This is a cranky blog. There is compassion behind it but it has been eclipsed by irritation. Over the past days, I watched the dramatic aftermath coverage of the monstrous EF5 tornado that razed-demolished-lawn-mowed-down miles of homes, schools and businesses in Moore, Oklahoma.
Unquestionably, it is a community in the bull’s eye of Tornado Alley. Moreover, its terrain is flat and open, effectively catnip for an energy-pregnant weather system looking for a manger to spawn tornados.
Many of Moore’s home and school structures were curiously unprepared for its latest encounter with extreme weather events—storm cellars at the schools would have come in handy. I think it’s fair to say that Moore is a community for whom the wisdom of its geographic existence is open to question.
My irritation doubled at the media tropes, the running tableau of words and pictures of heroic and gutsy victims calling out Mother Nature. But I was also angry for the children of Moore—alive, dead or missing—who were without choices. Would the children choose to rebuild in Tornado Alley?
Journalists covering natural disasters have a time-dishonoring tradition of probing survivors’ states of mind and coaxing out explosive feelings about the nightmare. I know too well, I went through this media rite of passage when flood waters washed away my Hollywood hillside home. I was in shock with a microphone in my face.
As disaster coverage of the past has amply evidenced, some survivors can marshal the verbal resources to offer a coherent narrative of the horrors. Others find words trapped in their throats, they are unable to provide glimpses of their personal hell. They can’t talk about their trauma, grief and anxiety, they can’t express their fear for loved ones still unaccounted for. Their emotional ensemble of tears, gulps, tremors and palpable anguish make for dramatically arresting images, the media loves it.
And then there are the defiant ones, those who will not be beaten, bloodied or bowed by an EF5, who will rebuild what nature has angrily taken from them. The same defiance they had in 1999 when their homes were leveled by “The Mother of All Tornadoes.” And if it happens again in 2014, they’ll rebuild again on the same ground, To do anything else is to let Mother Nature “win.”
The defiant ones are the darlings of the media, sought after and trotted out, presumably as some sort of inspiration. The fist-shakers are current incarnations of Unsinkable Molly Brown.
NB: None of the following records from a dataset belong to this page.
#[cfg(test)]
mod tests {
    use super::*;
    use crate::constraints::ConstraintExt;

    #[test]
    fn test_add_constraint_unknown_variable() {
        let mut problem = Problem::new();
        let ghost = AffineExpr::zeros(Shape::scalar())
            .with_term("ghost", nalgebra_sparse::CscMatrix::identity(1))
            .unwrap();
        let c = ghost.leq(&AffineExpr::scalar(1.0)).unwrap();
        assert!(matches!(
            problem.add_constraint(c),
            Err(CanonError::UnknownVariable(_))
        ));
    }

    #[test]
    fn test_remove_variable_in_use() {
        let mut problem = Problem::new();
        let x = problem.add_variable(VariableBuilder::vector("x", 2)).unwrap();
        problem
            .add_constraint(x.sum().leq(&AffineExpr::scalar(1.0)).unwrap())
            .unwrap();
        assert!(matches!(
            problem.remove_variable("x"),
            Err(CanonError::InUse(_))
        ));
    }

    #[test]
    fn test_remove_constraint_prunes_dangling() {
        let mut problem = Problem::new();
        let x = problem.add_variable(VariableBuilder::vector("x", 2)).unwrap();
        let y = problem.add_variable(VariableBuilder::scalar("y")).unwrap();
        let h = problem
            .add_constraint(x.sum().leq(&AffineExpr::scalar(1.0)).unwrap())
            .unwrap();
        problem.minimize(y.clone()).unwrap();

        problem.remove_constraint(h).unwrap();
        assert!(problem.variable("x").is_none());
        assert_eq!(problem.variable("y").unwrap().start(), 0);
        assert_eq!(problem.variables().total_width(), 1);
    }

    #[test]
    fn test_remove_constraint_sweeps_unused_variables() {
        let mut problem = Problem::new();
        let x = problem.add_variable(VariableBuilder::scalar("x")).unwrap();
        problem.add_variable(VariableBuilder::vector("spare", 3)).unwrap();
        let y = problem.add_variable(VariableBuilder::scalar("y")).unwrap();
        problem
            .add_constraint(x.geq(&AffineExpr::scalar(0.0)).unwrap())
            .unwrap();
        let h = problem
            .add_constraint(y.leq(&AffineExpr::scalar(1.0)).unwrap())
            .unwrap();

        problem.remove_constraint(h).unwrap();
        // spare was never referenced, y no longer is
        assert!(problem.variable("spare").is_none());
        assert!(problem.variable("y").is_none());
        assert_eq!(problem.variables().len(), 1);
        assert_eq!(problem.variable("x").unwrap().start(), 0);
    }

    #[test]
    fn test_quadratic_objective_must_be_scalar() {
        let mut problem = Problem::new();
        let x = problem.add_variable(VariableBuilder::vector("x", 2)).unwrap();
        let mut q = QuadExpr::sum_squares(&x);
        q.affine = x.clone();
        assert!(matches!(
            problem.minimize(q),
            Err(CanonError::ShapeError { .. })
        ));
        assert!(problem.scratch_form().is_ok());
    }

    #[test]
    fn test_remove_constraint_keeps_dangling_when_disabled() {
        let options = Options {
            prune_dangling: false,
            ..Options::default()
        };
        let mut problem = Problem::with_options(options);
        let x = problem.add_variable(VariableBuilder::scalar("x")).unwrap();
        let h = problem
            .add_constraint(x.geq(&AffineExpr::scalar(0.0)).unwrap())
            .unwrap();
        problem.remove_constraint(h).unwrap();
        assert!(problem.variable("x").is_some());
    }

    #[test]
    fn test_sessions_invalidated_on_removal() {
        let mut problem = Problem::new();
        let x = problem.add_variable(VariableBuilder::vector("x", 2)).unwrap();
        problem
            .add_constraint(x.geq(&AffineExpr::scalar(0.0)).unwrap())
            .unwrap();
        let h = problem
            .add_constraint(x.sum().leq(&AffineExpr::scalar(1.0)).unwrap())
            .unwrap();
        problem.standard_form(Backend::Mosek).unwrap();
        problem.standard_form(Backend::Gurobi).unwrap();
        assert!(problem.session(Backend::Mosek).is_some());
        assert!(problem.constraints().iter().all(|c| c.is_tagged(Backend::Gurobi)));

        problem.remove_constraint(h).unwrap();
        assert!(problem.session(Backend::Mosek).is_none());
        assert!(problem.session(Backend::Gurobi).is_none());
        assert!(problem.constraints().iter().all(|c| !c.is_tagged(Backend::Mosek)));
    }

    #[test]
    fn test_policy_change_invalidates() {
        let mut problem = Problem::new();
        let x = problem.add_variable(VariableBuilder::scalar("x")).unwrap();
        problem
            .add_constraint(x.leq(&AffineExpr::scalar(3.0)).unwrap())
            .unwrap();
        assert_eq!(problem.standard_form(Backend::Cplex).unwrap().ineq.rows(), 1);

        problem.set_options(Options {
            bound_tightening: true,
            ..Options::default()
        });
        assert!(problem.session(Backend::Cplex).is_none());
        let form = problem.standard_form(Backend::Cplex).unwrap();
        assert_eq!(form.ineq.rows(), 0);
        assert_eq!(form.upper, vec![3.0]);
    }

    #[test]
    fn test_objective_must_be_scalar() {
        let mut problem = Problem::new();
        let x = problem.add_variable(VariableBuilder::vector("x", 2)).unwrap();
        assert!(matches!(
            problem.minimize(x),
            Err(CanonError::ShapeError { .. })
        ));
    }

    #[test]
    fn test_solve_with_unsupported_backend() {
        let mut problem = Problem::new();
        assert!(matches!(
            problem.solve_with(Backend::Glpk, &Options::default()),
            Err(CanonError::Unsupported(_))
        ));
    }
}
Legendary Molly was the celebrated, heroic passenger on the Titanic who lived to tell about it and saved other passengers in the process. But something Molly does not share with Moore, Oklahoma’s Defiant Ones is that she was not interested in booking passage on Titanic II.
How is it that survivors , who “by the grace of God” are talking to reporters, ignore, “God helps those who help themselves”? If you believe in God and believe in his advice, wouldn’t the sensible, self-preserving thing be to get outta Dodge?
The defiant people of Moore are not unique. People live at the base of active volcanoes. Like Moore’s victims, they wouldn’t know where to move, “It’s our home. We’ve lived here for generations.”
Others live on the eroding cliffs of Malibu, despite the absolutely predictable disasters that will befall them. “It’s so beautiful. How could I live elsewhere?” I agree, why move and miss the adventure of watching your house wash into the ocean or burn to the ground or fall off a cliff?
People of Moore, climate change promises a roundelay of extreme weather events and that includes increasingly manic tornadic visitations. People of Moore, do yourself a favor -- be less defiant, less stubborn. Be more reflective than reflexive. Test your mettle somewhere else!
The life you save may be your six year-old’s.